The SESA may not delay or deny benefits until this reasonable 
opportunity has been provided; however, for practical purposes, this 
provision should have no effect on processing the claim because 
``reasonable opportunity'' should, in most cases, transpire before 
the claimant certifies for the first week. One of the following 
actions should then be taken as appropriate:
     If reasonable evidence is provided, initiate the 
secondary SAVE request, and do not delay payment of benefits, or
     If reasonable evidence is not provided, issue a denial 
under the SESA provisions as in (a) above. (Reference the SSA, 
Section 1137(d)(5).)
    On occasion, an alien applying for UI may present immigration 
documentation that appears to be counterfeit or altered. In such 
instances, the SESA should initiate the secondary verification 
process immediately, in lieu of the primary process, because the 
alien has not submitted the documentation described in the SSA, 
Section 1137(d)(2).

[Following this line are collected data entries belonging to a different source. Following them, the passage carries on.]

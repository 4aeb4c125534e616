use anyhow::{Context, Result};

pub const DEFAULT_TEXTKERNEL_BASE_URL: &str = "https://api.eu.textkernel.com/tx/v10";
const DEFAULT_MAX_UPLOAD_BYTES: usize = 10 * 1024 * 1024;

/// Application configuration loaded from environment variables.
///
/// Textkernel credentials are optional at startup. Without them the service
/// still serves health, export and editing; parse and score requests fail
/// with a configuration error before any external call.
#[derive(Debug, Clone)]
pub struct Config {
    pub textkernel: TextkernelConfig,
    pub port: u16,
    pub rust_log: String,
    pub max_upload_bytes: usize,
}

#[derive(Debug, Clone)]
pub struct TextkernelConfig {
    pub base_url: String,
    pub account_id: Option<String>,
    pub api_key: Option<String>,
    pub timeout_secs: u64,
}

impl Default for TextkernelConfig {
    fn default() -> Self {
        Self {
            base_url: DEFAULT_TEXTKERNEL_BASE_URL.to_string(),
            account_id: None,
            api_key: None,
            timeout_secs: 120,
        }
    }
}

impl Default for Config {
    fn default() -> Self {
        Self {
            textkernel: TextkernelConfig::default(),
            port: 8080,
            rust_log: "info".to_string(),
            max_upload_bytes: DEFAULT_MAX_UPLOAD_BYTES,
        }
    }
}

impl Config {
    pub fn from_env() -> Result<Self> {
        dotenvy::dotenv().ok(); // load .env if present; ignore if missing

        Ok(Config {
            textkernel: TextkernelConfig {
                base_url: optional_env("TEXTKERNEL_BASE_URL")
                    .unwrap_or_else(|| DEFAULT_TEXTKERNEL_BASE_URL.to_string()),
                account_id: optional_env("TEXTKERNEL_ACCOUNT_ID"),
                api_key: optional_env("TEXTKERNEL_API_KEY"),
                timeout_secs: parse_env("TEXTKERNEL_TIMEOUT_SECS", 120)?,
            },
            port: parse_env("PORT", 8080)?,
            rust_log: std::env::var("RUST_LOG").unwrap_or_else(|_| "info".to_string()),
            max_upload_bytes: parse_env("MAX_UPLOAD_BYTES", DEFAULT_MAX_UPLOAD_BYTES)?,
        })
    }
}

/// Unset and blank variables both count as missing.
fn optional_env(key: &str) -> Option<String> {
    std::env::var(key)
        .ok()
        .map(|v| v.trim().to_string())
        .filter(|v| !v.is_empty())
}

fn parse_env<T>(key: &str, default: T) -> Result<T>
where
    T: std::str::FromStr,
    T::Err: std::error::Error + Send + Sync + 'static,
{
    match optional_env(key) {
        Some(raw) => raw
            .parse::<T>()
            .with_context(|| format!("{key} must be a valid number, got '{raw}'")),
        None => Ok(default),
    }
}
//! Attribute projection: a node's class name and native attributes become an
//! ordered list of typed attribute records.

use crate::convert::ConvertConfig;
use crate::convert::dtype::{canonical_type, check_rank, decode_text};
use crate::convert::truncate::{bounded_shape, truncate_values};
use crate::describe::AttributeRecord;
use crate::tree::{Attribute, DType};
use serde_json::Value;

/// Classes that never get a synthesized NX_class attribute: the default
/// dataset class and the generic group class.
const GENERIC_CLASSES: [&str; 2] = ["NXfield", "NXgroup"];

/// Project a node's attributes.
///
/// A non-generic class synthesizes a leading `NX_class` record with no type.
/// When the node has native attributes the list is rebuilt from those alone,
/// matching the behavior of the system the file-writer was built against.
/// Returns `None` when nothing is emitted.
pub fn project_attributes(
    class: Option<&str>,
    attributes: &[Attribute],
    config: &ConvertConfig,
) -> anyhow::Result<Option<Vec<AttributeRecord>>> {
    let mut records = Vec::new();

    if let Some(class) = class {
        if !class.is_empty() && !GENERIC_CLASSES.contains(&class) {
            records.push(AttributeRecord {
                name: "NX_class".to_string(),
                values: Value::String(class.to_string()),
                dtype: None,
            });
        }
    }

    if !attributes.is_empty() {
        records.clear();
        for attr in attributes {
            records.push(project_one(attr, config)?);
        }
    }

    Ok((!records.is_empty()).then_some(records))
}

fn project_one(attr: &Attribute, config: &ConvertConfig) -> anyhow::Result<AttributeRecord> {
    let (values, shape) = if config.truncate_large_datasets {
        let bounded = bounded_shape(&attr.shape, config.large);
        (truncate_values(&attr.values, &bounded), bounded)
    } else {
        (attr.values.clone(), attr.shape.clone())
    };

    let values = match attr.dtype {
        DType::String => decode_text(&values, shape.len())?,
        DType::Object => values,
        _ => {
            check_rank(&values, shape.len())?;
            values
        }
    };

    let type_name = canonical_type(attr.dtype);
    Ok(AttributeRecord {
        name: attr.name.clone(),
        values,
        dtype: (type_name != "object").then(|| type_name.to_string()),
    })
}
//! Output description document, shaped for the file-writer service.
//!
//! Wire format (internally tagged by "type"):
//! - group:   { "type": "group", "name": ..., "children": [...], "attributes"?: [...] }
//! - dataset: { "type": "dataset", "name": ..., "dataset": { "type": ..., "size"?: [...] },
//!              "values": ..., "attributes"?: [...] }
//! - stream:  { "type": "stream", "stream": { "writer_module": ..., "topic": ...,
//!              "source": ..., "dtype"?: ... } }
//! - empty:   {}  (substituted for a node the data layer could not read)

use serde::{Deserialize, Serialize};
use serde_json::Value;

/// Top-level description document: `{ "children": [...] }`.
#[derive(Debug, Clone, PartialEq, Serialize)]
pub struct Description {
    pub children: Vec<DescriptionNode>,
}

#[derive(Debug, Clone, PartialEq, Serialize)]
#[serde(tag = "type", rename_all = "lowercase")]
pub enum DescriptionNode {
    Group {
        name: String,
        children: Vec<DescriptionNode>,
        #[serde(skip_serializing_if = "Option::is_none")]
        attributes: Option<Vec<AttributeRecord>>,
    },
    Dataset {
        name: String,
        dataset: DatasetMeta,
        values: Value,
        #[serde(skip_serializing_if = "Option::is_none")]
        attributes: Option<Vec<AttributeRecord>>,
    },
    Stream {
        stream: StreamSpec,
    },
    /// Placeholder for an unreadable node; serializes as `{}`.
    #[serde(untagged)]
    Empty {},
}

#[derive(Debug, Clone, PartialEq, Serialize)]
pub struct DatasetMeta {
    #[serde(rename = "type")]
    pub dtype: String,
    /// Present iff the dataset is not scalar.
    #[serde(skip_serializing_if = "Option::is_none")]
    pub size: Option<Vec<u64>>,
}

#[derive(Debug, Clone, PartialEq, Serialize)]
pub struct AttributeRecord {
    pub name: String,
    pub values: Value,
    /// Omitted when the canonical type is opaque ("object").
    #[serde(rename = "type", skip_serializing_if = "Option::is_none")]
    pub dtype: Option<String>,
}

/// Descriptor for a branch populated from a live message-bus stream.
/// Also the value type of an explicit stream map (streams.json).
#[derive(Debug, Clone, PartialEq, Serialize, Deserialize)]
pub struct StreamSpec {
    pub writer_module: String,
    pub topic: String,
    pub source: String,
    #[serde(default, skip_serializing_if = "Option::is_none")]
    pub dtype: Option<String>,
}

Although the SESA must provide the claimant the 
opportunity to present satisfactory documentation as required by the 
SSA, Section 1137(d)(4)(A), the SESA should, if appropriate, issue 
an immediate denial under the State law provision for 
misrepresentation. This action does not fall within the protections 
of the SSA since the denial is for reasons related to fraud, not 
immigration status.
    6. Action Required. SESA Administrators are requested to provide 
copies of this UIPL to appropriate staff and ensure that effective 
procedures are implemented to establish eligibility for benefits.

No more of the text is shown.